### EXERCISE AIM
Among the entries below, extract exactly the lines that run from the one with "use leptos_router::path;" through the one with "use crate::pages::explore::Explore;", both ends included.

START SOURCE MATERIAL

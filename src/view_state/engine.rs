//! Seam between the view-state engine and a force-directed renderer.

use super::model::{CameraTransform, LayoutPositions, Point};

/// Events in the renderer's own vocabulary.
#[derive(Clone, Debug, PartialEq)]
pub enum EngineEvent {
	Click { node: Option<String> },
	DoubleClick { node: Option<String> },
	HoverNode { node: String },
	BlurNode,
	/// A node or the background finished being dragged.
	DragEnd,
	Zoom,
	Stabilized { iterations: u32 },
	/// A programmatic camera move completed.
	AnimationFinished,
}

impl EngineEvent {
	pub fn name(&self) -> &'static str {
		match self {
			Self::Click { .. } => "click",
			Self::DoubleClick { .. } => "doubleClick",
			Self::HoverNode { .. } => "hoverNode",
			Self::BlurNode => "blurNode",
			Self::DragEnd => "dragEnd",
			Self::Zoom => "zoom",
			Self::Stabilized { .. } => "stabilized",
			Self::AnimationFinished => "animationFinished",
		}
	}
}

/// Domain events the rest of the explorer reacts to.
#[derive(Clone, Debug, PartialEq)]
pub enum GraphEvent {
	Selected(String),
	DoubleClicked(String),
	Hovered(Option<String>),
	CameraChanged(CameraTransform),
	Stabilized(CameraTransform),
}

/// How the engine should place nodes when it is constructed.
#[derive(Clone, Debug, PartialEq)]
pub enum StartMode {
	/// Default placement, physics runs for at most `iterations` ticks.
	Cold { iterations: u32 },
	/// Seeded placement, physics stays frozen.
	Warm,
}

#[derive(Clone, Debug, PartialEq)]
pub struct PlannedNode {
	pub id: String,
	pub label: String,
	pub category: String,
	pub kind: Option<String>,
	/// Cached coordinate, only present on a warm start.
	pub seed: Option<Point>,
}

#[derive(Clone, Debug, PartialEq)]
pub struct PlannedEdge {
	pub id: String,
	pub source: String,
	pub target: String,
	pub label: Option<String>,
	pub weight: Option<f64>,
}

/// Everything needed to construct an engine instance.
#[derive(Clone, Debug, PartialEq)]
pub struct LayoutPlan {
	pub nodes: Vec<PlannedNode>,
	pub edges: Vec<PlannedEdge>,
	pub start: StartMode,
}

impl LayoutPlan {
	pub fn is_warm(&self) -> bool {
		self.start == StartMode::Warm
	}
}

/// A running layout instance. Dropping it destroys it.
pub trait LayoutEngine {
	fn camera(&self) -> CameraTransform;
	/// Moves the camera; completes with [`EngineEvent::AnimationFinished`].
	fn move_to(&mut self, camera: CameraTransform);
	/// Centers the camera on a node at the given zoom.
	fn focus(&mut self, node_id: &str, scale: f64);
	fn positions(&self) -> LayoutPositions;
	fn drain_events(&mut self) -> Vec<EngineEvent>;
}
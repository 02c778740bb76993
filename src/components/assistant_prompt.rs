use leptos::ev;
use leptos::prelude::*;
use leptos::task::spawn_local;
use log::warn;

use crate::api::{AssistantAction, AssistantRequest, answer_text};
use crate::context::ExploreContext;
use crate::view_state::transactions::tracked;

/// Question or tool request about the node being explored. Every submission
/// is recorded in the transaction log with the full request as its payload.
#[component]
pub fn AssistantPrompt(
	ctx: ExploreContext,
	#[prop(into)] center: Signal<String>,
	#[prop(into)] depth: Signal<u32>,
	/// Node opened in the details panel; the other end of a relation question.
	#[prop(into)]
	related: Signal<Option<String>>,
) -> impl IntoView {
	let ctx = StoredValue::new_local(ctx);
	let text = RwSignal::new(String::new());
	let action = RwSignal::new(Option::<AssistantAction>::None);
	let reply = RwSignal::new(Option::<Result<String, String>>::None);
	let busy = RwSignal::new(false);

	let submit = move || {
		let message = text.get_untracked().trim().to_string();
		let action = action.get_untracked();
		// Tools run without a question; a free-form ask needs one.
		if (action.is_none() && message.is_empty()) || busy.get_untracked() {
			return;
		}
		let center = center.get_untracked();
		let mut request = AssistantRequest::about(&center, depth.get_untracked(), message).with_action(action);
		if let Some(other) = related.get_untracked() {
			request = request.with_target(&other);
		}
		let payload = match serde_json::to_value(&request) {
			Ok(payload) => payload,
			Err(err) => {
				warn!("assistant: cannot record request: {err}");
				return;
			}
		};
		let (api, log) = ctx.with_value(|c| (c.api.clone(), c.transactions.clone()));
		busy.set(true);
		spawn_local(async move {
			let outcome = tracked(log, payload, async { api.assistant_chat(&request).await }).await;
			match outcome {
				Ok(body) => {
					reply.set(Some(Ok(answer_text(&body))));
					text.set(String::new());
				}
				Err(err) => {
					warn!("assistant: {err}");
					reply.set(Some(Err(err.to_string())));
				}
			}
			busy.set(false);
		});
	};

	let on_keydown = move |ev: ev::KeyboardEvent| {
		if ev.key() == "Enter" {
			ev.prevent_default();
			submit();
		}
	};

	let on_action = move |ev: ev::Event| action.set(AssistantAction::parse(&event_target_value(&ev)));

	view! {
		<div class="assistant-prompt">
			<select
				on:change=on_action
				prop:value=move || action.get().map(AssistantAction::as_str).unwrap_or_default()
			>
				<option value="">"Ask"</option>
				{AssistantAction::ALL
					.into_iter()
					.map(|a| view! { <option value=a.as_str()>{a.label()}</option> })
					.collect_view()}
			</select>
			<input
				type="text"
				placeholder="Ask about this node"
				prop:value=move || text.get()
				prop:disabled=move || busy.get()
				on:input=move |ev| text.set(event_target_value(&ev))
				on:keydown=on_keydown
			/>
			<button on:click=move |_| submit() disabled=move || busy.get()>
				{move || if busy.get() { "Asking..." } else { "Send" }}
			</button>
			{move || {
				(action.get() == Some(AssistantAction::ExplainRelation) && related.get().is_none())
					.then(|| view! { <p class="muted">"Open a second node to compare it with the selection."</p> })
			}}
			{move || {
				reply
					.get()
					.map(|r| match r {
						Ok(answer) => view! { <p class="assistant-reply">{answer}</p> }.into_any(),
						Err(message) => {
							view! { <p class="assistant-error">{format!("Error: {message}")}</p> }
								.into_any()
						}
					})
			}}
		</div>
	}
}
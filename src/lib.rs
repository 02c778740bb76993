//! Leptos client-side app wiring and routes.

use leptos::prelude::*;
use leptos_meta::*;
use leptos_router::components::*;
use leptos_router::path;
use log::{Level, info};

pub mod api;
pub mod config;
pub mod context;
pub mod error;
pub mod view_state;

// Modules
mod components;
mod pages;

use crate::config::AppConfig;
use crate::context::ExploreContext;
// Top-Level pages
use crate::pages::explore::Explore;
use crate::pages::not_found::NotFound;
use crate::pages::transactions::Transactions;

/// Initialize logging and panic hooks for the WASM target.
pub fn init_logging() {
	let _ = console_log::init_with_level(Level::Debug);
	console_error_panic_hook::set_once();
	info!("Logging initialized");
}

/// An app router which renders the explorer, the transaction log and
/// handles 404's
#[component]
pub fn App() -> impl IntoView {
	// Provides context that manages stylesheets, titles, meta tags, etc.
	provide_meta_context();

	// One context for the whole app so the view cache outlives page changes.
	let ctx = StoredValue::new_local(ExploreContext::new(AppConfig::from_window()));

	view! {
		<Html attr:lang="en" attr:dir="ltr" attr:data-theme="dark" />

		// sets the document title
		<Title text="Knowledge Graph Explorer" />

		// injects metadata in the <head> of the page
		<Meta charset="UTF-8" />
		<Meta name="viewport" content="width=device-width, initial-scale=1.0" />

		<Router>
			<nav class="app-nav">
				<A href="/">"Explore"</A>
				<A href="/transactions">"Transactions"</A>
			</nav>
			<main>
				<Routes fallback=|| view! { <NotFound /> }>
					<Route path=path!("/") view=move || view! { <Explore ctx=ctx.get_value() /> } />
					<Route
						path=path!("/transactions")
						view=move || view! { <Transactions ctx=ctx.get_value() /> }
					/>
				</Routes>
			</main>
		</Router>
	}
}
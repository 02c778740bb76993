//! Wire shapes of the graph service's viewport endpoint and their
//! normalization into [`ViewportSnapshot`].

use serde::Deserialize;

use super::model::{Attributes, Edge, Node, ViewKey, ViewportSnapshot};
use crate::config::AppConfig;
use crate::error::Result;

#[derive(Clone, Debug, Deserialize)]
pub struct NodeDto {
	#[serde(alias = "id")]
	pub uid: String,
	#[serde(default)]
	pub title: Option<String>,
	#[serde(default)]
	pub kind: Option<String>,
	#[serde(default)]
	pub data: Option<Attributes>,
	#[serde(flatten)]
	pub extra: Attributes,
}

#[derive(Clone, Debug, Deserialize)]
pub struct EdgeDto {
	pub source: String,
	pub target: String,
	#[serde(default)]
	pub relation: Option<String>,
	#[serde(default)]
	pub kind: Option<String>,
	#[serde(default)]
	pub weight: Option<f64>,
}

#[derive(Clone, Debug, Deserialize)]
pub struct ViewportDto {
	pub nodes: Vec<NodeDto>,
	pub edges: Vec<EdgeDto>,
	#[serde(default)]
	pub center_uid: Option<String>,
	#[serde(default)]
	pub depth: Option<u32>,
}

impl ViewportDto {
	pub fn from_json(body: &str) -> Result<Self> {
		Ok(serde_json::from_str(body)?)
	}

	/// Normalizes the response for the key that was requested. The echoed
	/// `center_uid`/`depth` are informational only.
	pub fn into_snapshot(self, key: &ViewKey, config: &AppConfig) -> ViewportSnapshot {
		let nodes = self
			.nodes
			.into_iter()
			.map(|dto| dto.into_node(config))
			.collect();
		let edges = self
			.edges
			.into_iter()
			.enumerate()
			.map(|(index, dto)| dto.into_edge(index))
			.collect();
		ViewportSnapshot::new(key, nodes, edges)
	}
}

impl NodeDto {
	fn into_node(self, config: &AppConfig) -> Node {
		let category = config.category_for(self.kind.as_deref());
		let display_label = self
			.title
			.filter(|t| !t.trim().is_empty())
			.unwrap_or_else(|| self.uid.clone());

		let mut attributes = self.extra;
		for (key, value) in self.data.unwrap_or_default() {
			attributes.insert(key, value);
		}

		Node {
			id: self.uid,
			display_label,
			category,
			kind: self.kind,
			attributes,
		}
	}
}

impl EdgeDto {
	fn into_edge(self, index: usize) -> Edge {
		Edge {
			id: Edge::derive_id(&self.source, &self.target, index),
			relation_label: self.relation.or(self.kind),
			weight: self.weight,
			source_id: self.source,
			target_id: self.target,
		}
	}
}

END SOURCE MATERIAL

### OUTPUT FOR THIS TASK
use leptos_router::path;
use log::{Level, info};

pub mod api;
pub mod config;
pub mod context;
pub mod error;
pub mod view_state;

// Modules
mod components;
mod pages;

use crate::config::AppConfig;
use crate::context::ExploreContext;
// Top-Level pages
use crate::pages::explore::Explore;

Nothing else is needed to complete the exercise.